Output the whole listing below. Keep it exact.

### Material for this task:
——
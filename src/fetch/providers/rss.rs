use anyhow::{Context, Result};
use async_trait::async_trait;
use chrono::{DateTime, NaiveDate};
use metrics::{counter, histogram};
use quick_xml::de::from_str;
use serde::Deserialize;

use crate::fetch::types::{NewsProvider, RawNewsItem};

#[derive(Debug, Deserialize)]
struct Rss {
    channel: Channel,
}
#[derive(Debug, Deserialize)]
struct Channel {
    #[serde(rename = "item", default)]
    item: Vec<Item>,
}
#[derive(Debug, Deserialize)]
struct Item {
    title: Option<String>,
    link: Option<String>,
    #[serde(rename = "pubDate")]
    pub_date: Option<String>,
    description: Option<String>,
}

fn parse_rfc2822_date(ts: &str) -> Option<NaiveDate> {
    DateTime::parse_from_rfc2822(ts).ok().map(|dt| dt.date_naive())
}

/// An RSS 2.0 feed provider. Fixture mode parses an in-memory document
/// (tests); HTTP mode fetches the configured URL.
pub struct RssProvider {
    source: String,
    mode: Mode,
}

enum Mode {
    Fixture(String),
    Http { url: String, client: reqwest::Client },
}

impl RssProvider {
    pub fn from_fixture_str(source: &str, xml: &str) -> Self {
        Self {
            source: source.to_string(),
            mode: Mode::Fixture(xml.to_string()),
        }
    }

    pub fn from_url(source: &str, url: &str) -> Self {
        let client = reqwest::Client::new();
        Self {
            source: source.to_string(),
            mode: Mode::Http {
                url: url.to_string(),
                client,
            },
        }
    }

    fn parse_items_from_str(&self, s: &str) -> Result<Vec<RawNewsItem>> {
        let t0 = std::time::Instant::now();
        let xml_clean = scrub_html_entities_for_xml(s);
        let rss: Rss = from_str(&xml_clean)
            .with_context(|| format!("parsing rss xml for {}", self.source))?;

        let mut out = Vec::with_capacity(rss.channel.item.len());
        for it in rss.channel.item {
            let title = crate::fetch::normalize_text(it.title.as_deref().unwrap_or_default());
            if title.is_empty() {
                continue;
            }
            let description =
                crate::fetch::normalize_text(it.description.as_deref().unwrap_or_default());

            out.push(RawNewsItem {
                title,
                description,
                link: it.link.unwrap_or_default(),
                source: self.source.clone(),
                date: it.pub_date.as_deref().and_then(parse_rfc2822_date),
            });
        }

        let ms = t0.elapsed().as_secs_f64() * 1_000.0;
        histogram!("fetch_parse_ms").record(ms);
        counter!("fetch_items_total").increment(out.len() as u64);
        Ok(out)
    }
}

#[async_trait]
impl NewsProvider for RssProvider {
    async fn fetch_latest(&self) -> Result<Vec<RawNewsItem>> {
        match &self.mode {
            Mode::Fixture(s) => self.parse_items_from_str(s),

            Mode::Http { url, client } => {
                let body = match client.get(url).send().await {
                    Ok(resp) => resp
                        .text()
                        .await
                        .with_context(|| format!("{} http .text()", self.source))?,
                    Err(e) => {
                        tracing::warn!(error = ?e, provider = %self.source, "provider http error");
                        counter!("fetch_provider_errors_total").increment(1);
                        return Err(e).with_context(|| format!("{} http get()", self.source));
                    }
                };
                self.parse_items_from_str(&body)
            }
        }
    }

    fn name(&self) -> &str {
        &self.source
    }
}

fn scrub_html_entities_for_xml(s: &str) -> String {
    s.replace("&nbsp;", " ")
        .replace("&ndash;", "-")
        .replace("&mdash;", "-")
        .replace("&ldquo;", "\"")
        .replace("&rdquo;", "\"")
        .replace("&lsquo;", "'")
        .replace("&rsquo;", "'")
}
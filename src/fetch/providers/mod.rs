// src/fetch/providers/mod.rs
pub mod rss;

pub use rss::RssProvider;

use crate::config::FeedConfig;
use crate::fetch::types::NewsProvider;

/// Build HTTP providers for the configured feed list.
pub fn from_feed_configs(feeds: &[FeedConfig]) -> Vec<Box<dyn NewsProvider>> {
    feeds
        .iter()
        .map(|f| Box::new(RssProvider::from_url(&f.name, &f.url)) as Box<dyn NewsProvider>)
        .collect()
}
——
### Result:
filename src/fetch/providers/rss.rs
use anyhow::{Context, Result};
use async_trait::async_trait;
use chrono::{DateTime, NaiveDate};
use metrics::{counter, histogram};
use quick_xml::de::from_str;
use serde::Deserialize;

use crate::fetch::types::{NewsProvider, RawNewsItem};

#[derive(Debug, Deserialize)]
struct Rss {
    channel: Channel,
}
#[derive(Debug, Deserialize)]
struct Channel {
    #[serde(rename = "item", default)]
    item: Vec<Item>,
}
#[derive(Debug, Deserialize)]
struct Item {
    title: Option<String>,
    link: Option<String>,
    #[serde(rename = "pubDate")]
    pub_date: Option<String>,
    description: Option<String>,
}

fn parse_rfc2822_date(ts: &str) -> Option<NaiveDate> {
    DateTime::parse_from_rfc2822(ts).ok().map(|dt| dt.date_naive())
}

/// An RSS 2.0 feed provider. Fixture mode parses an in-memory document
/// (tests); HTTP mode fetches the configured URL.
pub struct RssProvider {
    source: String,
    mode: Mode,
}

enum Mode {
    Fixture(String),
    Http { url: String, client: reqwest::Client },
}

impl RssProvider {
    pub fn from_fixture_str(source: &str, xml: &str) -> Self {
        Self {
            source: source.to_string(),
            mode: Mode::Fixture(xml.to_string()),
        }
    }

    pub fn from_url(source: &str, url: &str) -> Self {
        let client = reqwest::Client::new();
        Self {
            source: source.to_string(),
            mode: Mode::Http {
                url: url.to_string(),
                client,
            },
        }
    }

    fn parse_items_from_str(&self, s: &str) -> Result<Vec<RawNewsItem>> {
        let t0 = std::time::Instant::now();
        let xml_clean = scrub_html_entities_for_xml(s);
        let rss: Rss = from_str(&xml_clean)
            .with_context(|| format!("parsing rss xml for {}", self.source))?;

        let mut out = Vec::with_capacity(rss.channel.item.len());
        for it in rss.channel.item {
            let title = crate::fetch::normalize_text(it.title.as_deref().unwrap_or_default());
            if title.is_empty() {
                continue;
            }
            let description =
                crate::fetch::normalize_text(it.description.as_deref().unwrap_or_default());

            out.push(RawNewsItem {
                title,
                description,
                link: it.link.unwrap_or_default(),
                source: self.source.clone(),
                date: it.pub_date.as_deref().and_then(parse_rfc2822_date),
            });
        }

        let ms = t0.elapsed().as_secs_f64() * 1_000.0;
        histogram!("fetch_parse_ms").record(ms);
        counter!("fetch_items_total").increment(out.len() as u64);
        Ok(out)
    }
}

#[async_trait]
impl NewsProvider for RssProvider {
    async fn fetch_latest(&self) -> Result<Vec<RawNewsItem>> {
        match &self.mode {
            Mode::Fixture(s) => self.parse_items_from_str(s),

            Mode::Http { url, client } => {
                let body = match client.get(url).send().await {
                    Ok(resp) => resp
                        .text()
                        .await
                        .with_context(|| format!("{} http .text()", self.source))?,
                    Err(e) => {
                        tracing::warn!(error = ?e, provider = %self.source, "provider http error");
                        counter!("fetch_provider_errors_total").increment(1);
                        return Err(e).with_context(|| format!("{} http get()", self.source));
                    }
                };
                self.parse_items_from_str(&body)
            }
        }
    }

    fn name(&self) -> &str {
        &self.source
    }
}

fn scrub_html_entities_for_xml(s: &str) -> String {
    s.replace("&nbsp;", " ")
        .replace("&ndash;", "-")
        .replace("&mdash;", "-")
        .replace("&ldquo;", "\"")
        .replace("&rdquo;", "\"")
        .replace("&lsquo;", "'")
        .replace("&rsquo;", "'")
}
filename src/fetch/providers/mod.rs
// src/fetch/providers/mod.rs
pub mod rss;

pub use rss::RssProvider;

use crate::config::FeedConfig;
use crate::fetch::types::NewsProvider;

/// Build HTTP providers for the configured feed list.
pub fn from_feed_configs(feeds: &[FeedConfig]) -> Vec<Box<dyn NewsProvider>> {
    feeds
        .iter()
        .map(|f| Box::new(RssProvider::from_url(&f.name, &f.url)) as Box<dyn NewsProvider>)
        .collect()
}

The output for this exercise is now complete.